EXERCISE GOAL: Should the word "repeat" occur in a line of the records, copy that line.

DATA FOR THIS TASK:

//! Lexical analysis: turns the raw input string into a vector of tokens.
//!
//! The tokenizer never fails. Characters it does not recognise become
//! `Unknown` tokens and the parser rejects them with a proper diagnostic.
//! Keywords are only matched on an identifier boundary so that `integer` or
//! `returned` lex as identifiers.

/// Kinds of tokens recognised by the front-end.
#[derive(Debug, Clone, Copy, PartialEq, Eq)]
pub enum TokenKind {
  Int,
  Ident,
  Return,
  Num,
  Semicolon,
  LBrace,
  RBrace,
  LParen,
  RParen,
  Equals,
  Eof,
  Unknown,
}

impl TokenKind {
  /// Spelling used when a token kind shows up in a diagnostic.
  pub fn describe(self) -> &'static str {
    match self {
      TokenKind::Int => "`int`",
      TokenKind::Ident => "an identifier",
      TokenKind::Return => "`return`",
      TokenKind::Num => "a number",
      TokenKind::Semicolon => "`;`",
      TokenKind::LBrace => "`{`",
      TokenKind::RBrace => "`}`",
      TokenKind::LParen => "`(`",
      TokenKind::RParen => "`)`",
      TokenKind::Equals => "`=`",
      TokenKind::Eof => "end of input",
      TokenKind::Unknown => "an unknown character",
    }
  }
}

/// Lexical information needed by later stages.
///
/// `text` is only populated for identifiers and number literals; `loc` and
/// `len` locate the spelling in the source for diagnostics.
#[derive(Debug, Clone, PartialEq, Eq)]
pub struct Token {
  pub kind: TokenKind,
  pub text: Option<String>,
  pub loc: usize,
  pub len: usize,
}

impl Token {
  pub fn new(kind: TokenKind, loc: usize, len: usize, text: Option<String>) -> Self {
    Self {
      kind,
      text,
      loc,
      len,
    }
  }
}

const KEYWORDS: [(&str, TokenKind); 2] = [("int", TokenKind::Int), ("return", TokenKind::Return)];

/// Lex the input into a flat vector of tokens terminated by a single `Eof`.
pub fn tokenize(input: &str) -> Vec<Token> {
  let mut tokens = Vec::new();
  let bytes = input.as_bytes();
  let mut i = 0;

  while i < bytes.len() {
    let c = bytes[i];
    if c.is_ascii_whitespace() {
      i += 1;
      continue;
    }

    if let Some((word, kind)) = KEYWORDS
      .into_iter()
      .find(|(word, _)| input[i..].starts_with(word) && !is_ident_continue(bytes, i + word.len()))
    {
      tokens.push(Token::new(kind, i, word.len(), None));
      i += word.len();
      continue;
    }

    if c.is_ascii_alphabetic() {
      let start = i;
      while is_ident_continue(bytes, i) {
        i += 1;
      }
      let text = input[start..i].to_string();
      tokens.push(Token::new(TokenKind::Ident, start, i - start, Some(text)));
      continue;
    }

    if c.is_ascii_digit() {
      let start = i;
      while i < bytes.len() && bytes[i].is_ascii_digit() {
        i += 1;
      }
      let text = input[start..i].to_string();
      tokens.push(Token::new(TokenKind::Num, start, i - start, Some(text)));
      continue;
    }

    let kind = match c {
      b';' => Some(TokenKind::Semicolon),
      b'{' => Some(TokenKind::LBrace),
      b'}' => Some(TokenKind::RBrace),
      b'(' => Some(TokenKind::LParen),
      b')' => Some(TokenKind::RParen),
      b'=' => Some(TokenKind::Equals),
      _ => None,
    };
    if let Some(kind) = kind {
      tokens.push(Token::new(kind, i, 1, None));
      i += 1;
      continue;
    }

    // Consume the whole character so multi-byte input stays on a boundary.
    let len = input[i..].chars().next().map_or(1, char::len_utf8);
    tokens.push(Token::new(TokenKind::Unknown, i, len, None));
    i += len;
  }

  tokens.push(Token::new(TokenKind::Eof, input.len(), 0, None));
  tokens
}

fn is_ident_continue(bytes: &[u8], i: usize) -> bool {
  bytes.get(i).is_some_and(u8::is_ascii_alphanumeric)
}

/// Return the slice from the source that produced this token.
pub fn token_text<'a>(token: &Token, source: &'a str) -> &'a str {
  let end = token.loc + token.len;
  &source[token.loc..end]
}

/// Human-friendly description used in diagnostics.
pub fn describe_token(token: Option<&Token>, source: &str) -> String {
  match token {
    Some(t) => match t.kind {
      TokenKind::Eof => "end of input".to_string(),
      _ => format!("`{}`", token_text(t, source)),
    },
    None => "end of input".to_string(),
  }
}

#[cfg(test)]
mod tests {
  use super::*;

  fn kinds(source: &str) -> Vec<TokenKind> {
    tokenize(source).into_iter().map(|t| t.kind).collect()
  }

  #[test]
  fn lexes_a_minimal_function() {
    use TokenKind::*;
    assert_eq!(
      kinds("int main() { return 42; }"),
      vec![Int, Ident, LParen, RParen, LBrace, Return, Num, Semicolon, RBrace, Eof]
    );
  }

  #[test]
  fn identifiers_and_numbers_keep_their_text() {
    let tokens = tokenize("int x = 007;");
    assert_eq!(tokens[1].text.as_deref(), Some("x"));
    assert_eq!(tokens[2].kind, TokenKind::Equals);
    assert_eq!(tokens[2].text, None);
    assert_eq!(tokens[3].kind, TokenKind::Num);
    assert_eq!(tokens[3].text.as_deref(), Some("007"));
    assert_eq!(tokens[3].loc, 8);
    assert_eq!(tokens[3].len, 3);
  }

  #[test]
  fn keywords_need_an_identifier_boundary() {
    let tokens = tokenize("integer returned int1 int return");
    let kinds: Vec<_> = tokens.iter().map(|t| t.kind).collect();
    assert_eq!(
      kinds,
      vec![
        TokenKind::Ident,
        TokenKind::Ident,
        TokenKind::Ident,
        TokenKind::Int,
        TokenKind::Return,
        TokenKind::Eof
      ]
    );
    assert_eq!(tokens[0].text.as_deref(), Some("integer"));
    assert_eq!(tokens[1].text.as_deref(), Some("returned"));
    assert_eq!(tokens[2].text.as_deref(), Some("int1"));
  }

  #[test]
  fn keyword_directly_followed_by_punctuation() {
    use TokenKind::*;
    assert_eq!(kinds("return(int;"), vec![Return, LParen, Int, Semicolon, Eof]);
  }

  #[test]
  fn digits_then_letters_split_into_two_tokens() {
    let tokens = tokenize("12ab");
    assert_eq!(tokens[0].kind, TokenKind::Num);
    assert_eq!(tokens[0].text.as_deref(), Some("12"));
    assert_eq!(tokens[1].kind, TokenKind::Ident);
    assert_eq!(tokens[1].text.as_deref(), Some("ab"));
  }

  #[test]
  fn unknown_characters_do_not_stop_the_lexer() {
    let source = "a + é b";
    let tokens = tokenize(source);
    let kinds: Vec<_> = tokens.iter().map(|t| t.kind).collect();
    assert_eq!(
      kinds,
      vec![
        TokenKind::Ident,
        TokenKind::Unknown,
        TokenKind::Unknown,
        TokenKind::Ident,
        TokenKind::Eof
      ]
    );
    assert_eq!(token_text(&tokens[2], source), "é");
    assert_eq!(describe_token(Some(&tokens[1]), source), "`+`");
  }

  #[test]
  fn empty_input_yields_only_eof() {
    let tokens = tokenize(" \n\t ");
    assert_eq!(tokens.len(), 1);
    assert_eq!(tokens[0].kind, TokenKind::Eof);
    assert_eq!(tokens[0].loc, 4);
    assert_eq!(describe_token(tokens.first(), ""), "end of input");
  }
}
//! Recursive-descent parser producing the program AST.
//!
//! Every branch point in the grammar is decided by at most one token of
//! lookahead, so the parser never backtracks:
//!
//! ```text
//! program    := function*
//! function   := 'int' ident '(' ')' '{' statement* '}'
//! statement  := 'return' expr ';'
//!             | 'int' ident ['=' expr] ';'
//!             | ident '=' expr ';'
//!             | ident '(' ')' ';'
//! expr       := number | ident '(' ')' | ident
//! ```
//!
//! The first error aborts parsing; there is no recovery.

use crate::error::{CompileError, CompileResult};
use crate::tokenizer::{Token, TokenKind, describe_token};

/// Right-hand side of a `return`, declaration or assignment.
#[derive(Debug, Clone, PartialEq, Eq)]
pub enum Expr {
  Num { value: i64 },
  Var { name: String },
  Call { name: String },
}

impl Expr {
  pub fn number(value: i64) -> Self {
    Self::Num { value }
  }

  pub fn var(name: impl Into<String>) -> Self {
    Self::Var { name: name.into() }
  }

  pub fn call(name: impl Into<String>) -> Self {
    Self::Call { name: name.into() }
  }
}

#[derive(Debug, Clone, PartialEq, Eq)]
pub enum Stmt {
  VarDecl { name: String, init: Option<Expr> },
  VarAssign { name: String, expr: Expr },
  Call { name: String },
  Return { expr: Expr },
}

#[derive(Debug, Clone, PartialEq, Eq)]
pub struct Function {
  pub name: String,
  pub body: Vec<Stmt>,
}

/// Root of the tree: functions in source order.
#[derive(Debug, Clone, Default, PartialEq, Eq)]
pub struct Program {
  pub functions: Vec<Function>,
}

/// Parse a whole translation unit from the token stream.
pub fn parse(tokens: Vec<Token>, source: &str) -> CompileResult<Program> {
  let mut stream = TokenStream::new(tokens, source);
  let mut functions = Vec::new();

  while !stream.is_eof() {
    functions.push(parse_function(&mut stream)?);
  }

  Ok(Program { functions })
}

fn parse_function(stream: &mut TokenStream) -> CompileResult<Function> {
  stream.skip(TokenKind::Int)?;
  let name = stream.get_ident("function name")?;
  stream.skip(TokenKind::LParen)?;
  stream.skip(TokenKind::RParen)?;
  stream.skip(TokenKind::LBrace)?;

  let mut body = Vec::new();
  while !stream.at(TokenKind::RBrace) {
    if stream.is_eof() {
      return Err(stream.error_here("expected `}`, but reached end of input"));
    }
    body.push(parse_stmt(stream)?);
  }
  stream.skip(TokenKind::RBrace)?;

  Ok(Function { name, body })
}

fn parse_stmt(stream: &mut TokenStream) -> CompileResult<Stmt> {
  let stmt = match stream.peek_kind(0) {
    Some(TokenKind::Return) => {
      stream.skip(TokenKind::Return)?;
      let expr = parse_expr(stream)?;
      Stmt::Return { expr }
    }
    Some(TokenKind::Int) => {
      stream.skip(TokenKind::Int)?;
      let name = stream.get_ident("variable name")?;
      let init = if stream.equal(TokenKind::Equals) {
        Some(parse_expr(stream)?)
      } else {
        None
      };
      Stmt::VarDecl { name, init }
    }
    Some(TokenKind::Ident) if stream.peek_kind(1) == Some(TokenKind::Equals) => {
      let name = stream.get_ident("variable name")?;
      stream.skip(TokenKind::Equals)?;
      let expr = parse_expr(stream)?;
      Stmt::VarAssign { name, expr }
    }
    Some(TokenKind::Ident) => {
      let name = stream.get_ident("function name")?;
      stream.skip(TokenKind::LParen)?;
      stream.skip(TokenKind::RParen)?;
      Stmt::Call { name }
    }
    _ => {
      let got = describe_token(stream.peek(), stream.source);
      return Err(stream.error_here(format!("expected a statement, but got {got}")));
    }
  };

  stream.skip(TokenKind::Semicolon)?;
  Ok(stmt)
}

fn parse_expr(stream: &mut TokenStream) -> CompileResult<Expr> {
  match stream.peek_kind(0) {
    Some(TokenKind::Num) => Ok(Expr::number(stream.get_number()?)),
    Some(TokenKind::Ident) if stream.peek_kind(1) == Some(TokenKind::LParen) => {
      let name = stream.get_ident("function name")?;
      stream.skip(TokenKind::LParen)?;
      stream.skip(TokenKind::RParen)?;
      Ok(Expr::call(name))
    }
    Some(TokenKind::Ident) => Ok(Expr::var(stream.get_ident("variable name")?)),
    _ => {
      let got = describe_token(stream.peek(), stream.source);
      Err(stream.error_here(format!(
        "expected a number, variable or call, but got {got}"
      )))
    }
  }
}

/// Cursor over the token vector.
struct TokenStream<'a> {
  tokens: Vec<Token>,
  source: &'a str,
  pos: usize,
}

impl<'a> TokenStream<'a> {
  fn new(tokens: Vec<Token>, source: &'a str) -> Self {
    Self {
      tokens,
      source,
      pos: 0,
    }
  }

  fn peek(&self) -> Option<&Token> {
    self.tokens.get(self.pos)
  }

  fn peek_kind(&self, ahead: usize) -> Option<TokenKind> {
    self.tokens.get(self.pos + ahead).map(|token| token.kind)
  }

  fn at(&self, kind: TokenKind) -> bool {
    self.peek_kind(0) == Some(kind)
  }

  /// Consume the current token if it has the given kind.
  fn equal(&mut self, kind: TokenKind) -> bool {
    if self.at(kind) {
      self.pos += 1;
      return true;
    }
    false
  }

  fn skip(&mut self, kind: TokenKind) -> CompileResult<()> {
    if self.equal(kind) {
      Ok(())
    } else {
      let got = describe_token(self.peek(), self.source);
      Err(self.error_here(format!("expected {}, but got {got}", kind.describe())))
    }
  }

  /// Build a syntax error pointing at the current token.
  fn error_here(&self, message: impl Into<String>) -> CompileError {
    let loc = self.peek().map_or(self.source.len(), |token| token.loc);
    CompileError::at(self.source, loc, self.pos, message)
  }

  /// Consume an identifier; `what` names the role it plays for diagnostics.
  fn get_ident(&mut self, what: &str) -> CompileResult<String> {
    if let Some(token) = self.peek()
      && token.kind == TokenKind::Ident
    {
      let Some(name) = token.text.clone() else {
        return Err(self.error_here("internal error: identifier token missing text"));
      };
      self.pos += 1;
      return Ok(name);
    }

    let got = describe_token(self.peek(), self.source);
    Err(self.error_here(format!("expected {what}, but got {got}")))
  }

  /// Consume an integer literal and convert it with decimal parsing.
  fn get_number(&mut self) -> CompileResult<i64> {
    if let Some(token) = self.peek()
      && token.kind == TokenKind::Num
    {
      let Some(text) = token.text.as_deref() else {
        return Err(self.error_here("internal error: numeric token missing text"));
      };
      let value = text
        .parse::<i64>()
        .map_err(|err| self.error_here(format!("invalid number `{text}`: {err}")))?;
      self.pos += 1;
      return Ok(value);
    }

    let got = describe_token(self.peek(), self.source);
    Err(self.error_here(format!("expected a number, but got {got}")))
  }

  fn is_eof(&self) -> bool {
    matches!(self.peek_kind(0), Some(TokenKind::Eof) | None)
  }
}
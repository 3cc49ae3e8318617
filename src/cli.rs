use anyhow::{Context, Result};
use clap::{Parser, Subcommand};
use serde::Serialize;
use std::path::PathBuf;

use crate::analysis::AnalysisClient;
use crate::capture::photo;
use crate::config::AppConfig;
use crate::output;

/// Describe symptoms or submit a photo and get a triage recommendation.
#[derive(Parser)]
#[command(name = "symptom-triage")]
#[command(author, version, about, long_about = None)]
#[command(propagate_version = true)]
pub struct Cli {
    /// Print the assessment as JSON
    #[arg(long, global = true)]
    pub json: bool,

    /// Directory holding config.json
    #[arg(long, global = true, value_name = "DIR")]
    pub config_dir: Option<PathBuf>,

    #[command(subcommand)]
    pub command: Commands,
}

#[derive(Subcommand)]
pub enum Commands {
    /// Analyze a free-text symptom description
    Symptoms {
        /// What you are experiencing
        #[arg(required = true, num_args = 1..)]
        text: Vec<String>,
    },

    /// Describe a photo in neutral terms
    Image {
        /// Path to the photo
        path: PathBuf,
    },

    /// Show where configuration lives and which mode is active
    Config,
}

impl Cli {
    pub async fn execute(self) -> Result<()> {
        let config_dir = self.config_dir.clone().unwrap_or_else(AppConfig::default_dir);
        let config = AppConfig::load(&config_dir);
        let client = AnalysisClient::from_config(&config);

        match self.command {
            Commands::Symptoms { text } => {
                let assessment = client.assess_symptoms(&text.join(" ")).await?;
                if self.json {
                    print_json(&assessment)?;
                } else {
                    output::print_symptom_assessment(&assessment);
                }
            }
            Commands::Image { path } => {
                let capture = photo::load_photo(&path, config.image_max_dimension)?;
                log::debug!("Prepared photo {}x{}", capture.width, capture.height);
                let assessment = client.assess_image(&capture.base64_image).await?;
                if self.json {
                    print_json(&assessment)?;
                } else {
                    output::print_image_assessment(&assessment);
                }
            }
            Commands::Config => {
                output::print_config(&config_dir, &config, client.mode());
            }
        }

        Ok(())
    }
}

fn print_json<T: Serialize>(value: &T) -> Result<()> {
    let json = serde_json::to_string_pretty(value).context("Failed to serialize assessment")?;
    println!("{}", json);
    Ok(())
}

#[cfg(test)]
mod tests {
    use super::*;

    #[test]
    fn symptoms_collects_all_words() {
        let cli = Cli::try_parse_from(["symptom-triage", "symptoms", "sore", "throat"]).unwrap();
        match cli.command {
            Commands::Symptoms { text } => assert_eq!(text.join(" "), "sore throat"),
            _ => panic!("expected symptoms command"),
        }
    }

    #[test]
    fn symptoms_requires_text() {
        assert!(Cli::try_parse_from(["symptom-triage", "symptoms"]).is_err());
    }

    #[test]
    fn global_flags_parse_after_subcommand() {
        let cli = Cli::try_parse_from([
            "symptom-triage",
            "image",
            "rash.jpg",
            "--json",
            "--config-dir",
            "/tmp/triage",
        ])
        .unwrap();
        assert!(cli.json);
        assert_eq!(cli.config_dir, Some(PathBuf::from("/tmp/triage")));
        assert!(matches!(cli.command, Commands::Image { .. }));
    }

    #[tokio::test]
    async fn config_command_runs_offline() {
        let dir = tempfile::tempdir().unwrap();
        let cli = Cli::try_parse_from([
            "symptom-triage",
            "config",
            "--config-dir",
            dir.path().to_str().unwrap(),
        ])
        .unwrap();
        cli.execute().await.unwrap();
        assert!(dir.path().join("config.json").exists());
    }
}
//! Terminal output formatting.

use colored::{ColoredString, Colorize};
use std::path::Path;

use crate::analysis::{
    Assessment, ClientMode, ImageDescriptionAnalysis, SymptomAnalysis, Urgency,
};
use crate::config::AppConfig;

const BAR_WIDTH: usize = 20;

fn urgency_banner(urgency: Urgency) -> ColoredString {
    let text = format!(" {} ", urgency.headline().to_uppercase());
    match urgency {
        Urgency::SelfCare => text.black().on_green().bold(),
        Urgency::SeeDoctorSoon => text.black().on_yellow().bold(),
        Urgency::Urgent => text.white().on_red().bold(),
    }
}

/// `[########------------] 40%`
pub fn confidence_bar(confidence: u8) -> String {
    let filled = (confidence.min(100) as usize * BAR_WIDTH + 50) / 100;
    format!(
        "[{}{}] {}%",
        "#".repeat(filled),
        "-".repeat(BAR_WIDTH - filled),
        confidence
    )
}

fn print_canned_notice(mode: ClientMode) {
    if mode == ClientMode::Canned {
        println!(
            "{}",
            "Demo mode: no API key configured, showing a sample result.".dimmed()
        );
        println!();
    }
}

pub fn print_symptom_assessment(assessment: &Assessment<SymptomAnalysis>) {
    let analysis = &assessment.result;
    print_canned_notice(assessment.mode);

    println!("{}", urgency_banner(analysis.urgency));
    println!();

    println!("{}", "Possible conditions".bold());
    for (i, diagnosis) in analysis.diagnoses.iter().enumerate() {
        println!("  {}. {}", i + 1, diagnosis);
    }
    println!();

    println!("{}", "Next steps".bold());
    println!("  {}", analysis.next_steps);
    println!();

    println!("{}", "Why".bold());
    println!("  {}", analysis.explanation);
    println!();

    match analysis.confidence {
        Some(confidence) => println!("{}: {}", "Confidence".bold(), confidence_bar(confidence)),
        None => println!("{}: {}", "Confidence".bold(), "not reported".dimmed()),
    }
    print_disclaimer();
}

pub fn print_image_assessment(assessment: &Assessment<ImageDescriptionAnalysis>) {
    let analysis = &assessment.result;
    print_canned_notice(assessment.mode);

    println!("{}", "What is visible".bold());
    println!("  {}", analysis.features);
    println!();

    if !analysis.possible_categories.is_empty() {
        println!("{}", "Possible categories".bold());
        for category in &analysis.possible_categories {
            println!("  - {}", category);
        }
        println!();
    }

    println!("{}", "General advice".bold());
    println!("  {}", analysis.general_advice);
    print_disclaimer();
}

pub fn print_config(config_dir: &Path, config: &AppConfig, mode: ClientMode) {
    let mode_label = match mode {
        ClientMode::Live => "live".green(),
        ClientMode::Canned => "canned (no API key)".yellow(),
    };

    println!("{}: {}", "Config".bold(), config_dir.join("config.json").display());
    println!("{}: {}", "Mode".bold(), mode_label);
    println!("{}: {}", "Model".bold(), config.openai_model);
    println!("{}: {}", "Endpoint".bold(), config.api_base_url);
}

fn print_disclaimer() {
    println!();
    println!(
        "{}",
        "This is not a medical diagnosis. If you feel very unwell, contact emergency services."
            .dimmed()
    );
}

#[cfg(test)]
mod tests {
    use super::*;

    #[test]
    fn confidence_bar_scales_to_width() {
        assert_eq!(confidence_bar(0), format!("[{}] 0%", "-".repeat(20)));
        assert_eq!(confidence_bar(100), format!("[{}] 100%", "#".repeat(20)));
        assert_eq!(confidence_bar(75), format!("[{}{}] 75%", "#".repeat(15), "-".repeat(5)));
    }
}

ANSWER TO THIS PROBLEM:
        "#".repeat(filled),
        "-".repeat(BAR_WIDTH - filled),
        assert_eq!(confidence_bar(0), format!("[{}] 0%", "-".repeat(20)));
        assert_eq!(confidence_bar(100), format!("[{}] 100%", "#".repeat(20)));
        assert_eq!(confidence_bar(75), format!("[{}{}] 75%", "#".repeat(15), "-".repeat(5)));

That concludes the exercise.